Both types of tools are built around the idea that a business’s core databases are complex, fragile, and inaccessible, and that querying them is a challenge akin to divination. Hence the whole industry of “data warehousing,” the premise of which is that information from an operational database must be copied, cleaned, and catalogued before managers can even start asking questions about it.
But there’s a startup in San Francisco called Chartio that hopes to throw this whole creaky model out the window. (Which might cause a bit of a traffic jam on the street below, given that their window overlooks a noisy eastbound on-ramp to the Bay Bridge.) Chartio founder and CEO Dave Fowler says getting actionable information from a database shouldn’t take a data warehouse or a priesthood of data scientists.
“Our vision is that there are only two interfaces that a database needs,” Fowler says (he’s second from left in the team photo above). “One is the application itself. If you are Facebook, then you see Facebook. The other is the administrative and analytics interface, where you can see how many signups you’re getting, how many sales you’re making, et cetera.”
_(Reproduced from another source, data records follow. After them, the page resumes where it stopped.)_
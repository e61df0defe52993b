//! Configuration handling for the TUI

use anyhow::Result;
use directories::ProjectDirs;
use serde::{Deserialize, Serialize};
use std::fs;
use std::path::PathBuf;
use std::time::Duration;

/// Environment variable overriding the simulated submission delay
pub const SUBMIT_DELAY_ENV: &str = "RFQ_SUBMIT_DELAY_MS";

/// Delay applied by the simulated sink when nothing else is configured
pub const DEFAULT_SUBMIT_DELAY: Duration = Duration::from_millis(1000);

/// Company shown in the card title when nothing else is configured
pub const DEFAULT_COMPANY_NAME: &str = "Tartaglia Marketing";

/// User configuration for the TUI
#[derive(Debug, Clone, Serialize, Deserialize, Default)]
pub struct RfqConfig {
    /// Simulated submission delay in milliseconds
    pub submit_delay_ms: Option<u64>,
    /// Company name shown in the card title
    pub company_name: Option<String>,
}

impl RfqConfig {
    /// Get the config file path
    fn config_path() -> Option<PathBuf> {
        ProjectDirs::from("com", "tartaglia", "rfq-tui")
            .map(|dirs| dirs.config_dir().join("config.json"))
    }

    /// Load configuration from file
    pub fn load() -> Result<Self> {
        let path = Self::config_path();

        if let Some(path) = path {
            if path.exists() {
                let content = fs::read_to_string(&path)?;
                let config: RfqConfig = serde_json::from_str(&content)?;
                tracing::debug!("Loaded config from {}", path.display());
                return Ok(config);
            }
        }

        Ok(Self::default())
    }

    /// Load configuration, falling back to defaults if the file is unreadable
    pub fn load_or_default() -> Self {
        Self::load().unwrap_or_else(|err| {
            tracing::warn!("Ignoring unreadable config file: {err:#}");
            Self::default()
        })
    }

    /// Submission delay, with the environment taking precedence over the file
    pub fn submit_delay(&self) -> Duration {
        let env_value = std::env::var(SUBMIT_DELAY_ENV).ok();
        resolve_submit_delay(env_value.as_deref(), self.submit_delay_ms)
    }

    /// Company name for the card title
    pub fn company_name(&self) -> &str {
        self.company_name
            .as_deref()
            .map(str::trim)
            .filter(|name| !name.is_empty())
            .unwrap_or(DEFAULT_COMPANY_NAME)
    }
}

fn resolve_submit_delay(env_value: Option<&str>, file_value: Option<u64>) -> Duration {
    if let Some(raw) = env_value {
        match raw.trim().parse::<u64>() {
            Ok(ms) => return Duration::from_millis(ms),
            Err(_) => tracing::warn!("{SUBMIT_DELAY_ENV}={raw:?} is not a number of milliseconds"),
        }
    }

    file_value
        .map(Duration::from_millis)
        .unwrap_or(DEFAULT_SUBMIT_DELAY)
}
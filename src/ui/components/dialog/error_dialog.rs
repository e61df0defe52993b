//! Error dialog component

use super::base::{dismiss_hint, render_dialog, DialogConfig};
use ratatui::{style::Color, Frame};

/// Render an error dialog overlay centered on the screen
pub fn render_error_dialog(frame: &mut Frame, error_message: &str) {
    render_dialog(
        frame,
        DialogConfig {
            title: "Submission Failed",
            accent: Color::Red,
            message: error_message,
            hint: Some(dismiss_hint()),
            max_width: 60,
        },
    );
}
At most Web-based companies, in other words, the public should see the public interface, employees should see the administrative interface, and that’s that. It’s a setup that will sound familiar to anyone who runs a social media or e-commerce site or publishes a blog. But until recently, getting a basic administrative dashboard really did mean either building it yourself, relying on the rudimentary tools available from sources like Google Analytics, or investing millions in an enterprise business intelligence suite like IBM’s Cognos or SAP’s Business Objects.
But those approaches don’t work anymore, Fowler argues. “Today it’s a different time. People are collecting exponentially more data, and even younger companies need to see this kind of data—companies that don’t have $10 million budgets for this.”
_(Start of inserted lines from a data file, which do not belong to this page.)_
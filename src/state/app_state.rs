//! Application state definitions

use super::forms::QuoteForm;
use crate::config::DEFAULT_COMPANY_NAME;

/// Confirmation shown once the quote request has been accepted
pub const SUCCESS_MESSAGE: &str =
    "Form submitted successfully! Check your email for the ticket number.";

/// Modal overlay shown above the form
#[derive(Debug, Clone, PartialEq, Eq)]
pub enum Dialog {
    /// The request was accepted
    Success { ticket_number: String },
    /// The request could not be delivered
    Error(String),
}

/// Main application state
#[derive(Debug, Clone)]
pub struct AppState {
    pub form: QuoteForm,
    pub dialog: Option<Dialog>,
    /// Company shown in the card title
    pub company_name: String,
    /// One-line message in the status bar
    pub status_message: Option<String>,
}

impl Default for AppState {
    fn default() -> Self {
        Self::new(DEFAULT_COMPANY_NAME)
    }
}

impl AppState {
    pub fn new(company_name: impl Into<String>) -> Self {
        Self {
            form: QuoteForm::new(),
            dialog: None,
            company_name: company_name.into(),
            status_message: None,
        }
    }

    pub fn has_dialog(&self) -> bool {
        self.dialog.is_some()
    }

    pub fn show_success(&mut self, ticket_number: impl Into<String>) {
        self.dialog = Some(Dialog::Success {
            ticket_number: ticket_number.into(),
        });
    }

    /// Show an error dialog, replacing any dialog already open
    pub fn push_error(&mut self, message: impl Into<String>) {
        self.dialog = Some(Dialog::Error(message.into()));
    }

    pub fn dismiss_dialog(&mut self) {
        self.dialog = None;
    }

    /// Title line of the card
    pub fn card_title(&self) -> String {
        format!("{} - Request for Quote", self.company_name)
    }
}

#[cfg(test)]
mod tests {
    use super::*;

    #[test]
    fn test_default_has_no_dialog() {
        let state = AppState::default();
        assert!(!state.has_dialog());
        assert!(state.status_message.is_none());
    }

    #[test]
    fn test_card_title_uses_company() {
        assert_eq!(
            AppState::default().card_title(),
            "Tartaglia Marketing - Request for Quote"
        );
        assert_eq!(
            AppState::new("Acme").card_title(),
            "Acme - Request for Quote"
        );
    }

    #[test]
    fn test_error_replaces_success() {
        let mut state = AppState::default();
        state.show_success("AB12CD34");
        state.push_error("Quote service unavailable");
        assert_eq!(
            state.dialog,
            Some(Dialog::Error("Quote service unavailable".to_string()))
        );
    }

    #[test]
    fn test_dismiss_clears_dialog() {
        let mut state = AppState::default();
        state.show_success("AB12CD34");
        state.dismiss_dialog();
        assert!(!state.has_dialog());
    }
}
To suit the new times, Chartio, which emerged from the Y Combinator startup accelerator in the summer of 2010, has a different approach. For one thing, its tools are simple: even non-technical employees can use Chart.io’s drag-and-drop interface to build charts and graphs, easily specifying which values they’d like to see on each axis. (Under the hood, Chartio translates those actions into SQL queries and runs them against the specified database.)
For another, it works on operational databases directly, with no data warehouse in between. “We skip the data warehousing part, because whenever you upload your database and try to munge the data together you lose the timeliness of it—it’s always three days old, and to us that means it’s dead,” Fowler says.
Chartio is also vendor-agnostic. Unlike Cognos, which works best on an IBM DB2 database, or Oracle’s business intelligence tools, which are obviously specialized to work on Oracle databases, Chartio can draw from any MySQL or PostgreSQL database. It can also connect to … Next Page »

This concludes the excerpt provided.